UT (Tax & Chancery) UT-2024-000010 - [2024] UKUT 00416 (TCC)
Fecha: 05-Nov-2024
The letters from the Applicant’s counsellor []
The letters from the Applicant’s counsellor []
[The Applicant’s counsellor] provided her qualifications and experience in her first letter dated 7 October 2023 in which she stated:
“I am a Counsellor and Psychotherapist []. I am a Registered Member of the British Association of Counsellors & Psychotherapists (BACP), qualified with a level 7/Masters Degree in Counselling. []...”
She is a counsellor, but not a qualified medical professional such as a medical doctor, psychiatrist or clinical psychologist. In any event, [her] letters do not claim to be medical or expert reports and they are not in the required form – for example they include no statement of truth or statement of understanding of an expert’s obligations and duties to the Tribunal etc.

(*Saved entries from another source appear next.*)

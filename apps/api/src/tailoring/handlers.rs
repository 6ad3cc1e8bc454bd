//! Axum route handlers for the Tailoring API.

use axum::{extract::State, Json};
use serde::{Deserialize, Serialize};
use serde_json::Value;
use tracing::{debug, info, warn};

use crate::errors::AppError;
use crate::llm_client::extract_json_payload;
use crate::llm_client::prompts::JSON_ONLY_SYSTEM;
use crate::state::AppState;
use crate::tailoring::prompts::build_tailoring_prompt;
use crate::tailoring::result::{validate_shape, TailoringResult};

/// Minimum trimmed job-description length accepted by the analyze endpoint.
const MIN_JD_CHARS: usize = 50;
/// How much raw model output to log when JSON parsing fails.
const RAW_LOG_LIMIT: usize = 500;

// ────────────────────────────────────────────────────────────────────────────
// Request / Response types
// ────────────────────────────────────────────────────────────────────────────

fn default_company_name() -> String {
    "Company".to_string()
}

fn default_role_title() -> String {
    "AI_Engineer".to_string()
}

#[derive(Debug, Deserialize)]
pub struct AnalyzeRequest {
    pub job_description: String,
    #[serde(default = "default_company_name")]
    pub company_name: String,
    #[serde(default = "default_role_title")]
    pub role_title: String,
}

#[derive(Debug, Serialize)]
pub struct AnalyzeResponse {
    pub success: bool,
    pub analysis: TailoringResult,
    pub company_name: String,
    pub role_title: String,
    pub version: &'static str,
}

// ────────────────────────────────────────────────────────────────────────────
// Handler
// ────────────────────────────────────────────────────────────────────────────

/// POST /api/analyze
///
/// Analyzes a job description and returns tailored resume content.
/// Exactly one outbound provider call per request, synchronously awaited.
pub async fn handle_analyze(
    State(state): State<AppState>,
    Json(request): Json<AnalyzeRequest>,
) -> Result<Json<AnalyzeResponse>, AppError> {
    let trimmed = request.job_description.trim();
    if trimmed.is_empty() {
        return Err(AppError::Validation(
            "job_description cannot be empty".to_string(),
        ));
    }
    if trimmed.chars().count() < MIN_JD_CHARS {
        return Err(AppError::Validation(format!(
            "job_description must be at least {MIN_JD_CHARS} characters"
        )));
    }

    let llm = state.llm.as_ref().ok_or(AppError::MissingApiKey)?;

    let prompt = build_tailoring_prompt(
        &request.job_description,
        &request.company_name,
        &request.role_title,
    );
    debug!("Tailoring prompt rendered ({} chars)", prompt.chars().count());

    let raw = llm
        .complete(&prompt, JSON_ONLY_SYSTEM)
        .await
        .map_err(|e| AppError::Provider(e.to_string()))?;

    let payload = extract_json_payload(&raw);
    let parsed: Value = serde_json::from_str(payload).map_err(|e| {
        warn!(
            "Model response is not valid JSON: {e}; raw head: {}",
            truncate_chars(&raw, RAW_LOG_LIMIT)
        );
        AppError::ResponseParse(e.to_string())
    })?;

    let object = parsed
        .as_object()
        .ok_or_else(|| AppError::ResponseParse("expected a top-level JSON object".to_string()))?;
    validate_shape(object).map_err(|missing| {
        AppError::ResponseShape(format!("Missing required fields: {}", missing.join(", ")))
    })?;

    let analysis: TailoringResult =
        serde_json::from_value(parsed).map_err(|e| AppError::ResponseParse(e.to_string()))?;

    info!(
        company = %request.company_name,
        role = %request.role_title,
        "Tailoring analysis complete"
    );

    Ok(Json(AnalyzeResponse {
        success: true,
        analysis,
        company_name: request.company_name,
        role_title: request.role_title,
        version: env!("CARGO_PKG_VERSION"),
    }))
}

/// Truncates to a character budget without splitting a UTF-8 code point.
fn truncate_chars(text: &str, limit: usize) -> &str {
    match text.char_indices().nth(limit) {
        Some((index, _)) => &text[..index],
        None => text,
    }
}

Instead, [the Applicant’s counsellor] refers to her first letter dated 7 October 2023 as being a “character reference” [HB/17/282] as it had been prepared for and relied upon in relation to the proceedings before the RDC of the Authority. Her second letter dated 26 January 2024 is signed off as a “Character Witness Regarding … Heather Dunne” [HB/20/285]. In summary, these are not expert reports let alone from a qualified medical practitioner, clinical psychologist or psychiatrist. The Tribunal also takes into account that [the Applicant’s counsellor] was not called to give oral evidence nor sign a witness statement and therefore places less weight on her written evidence.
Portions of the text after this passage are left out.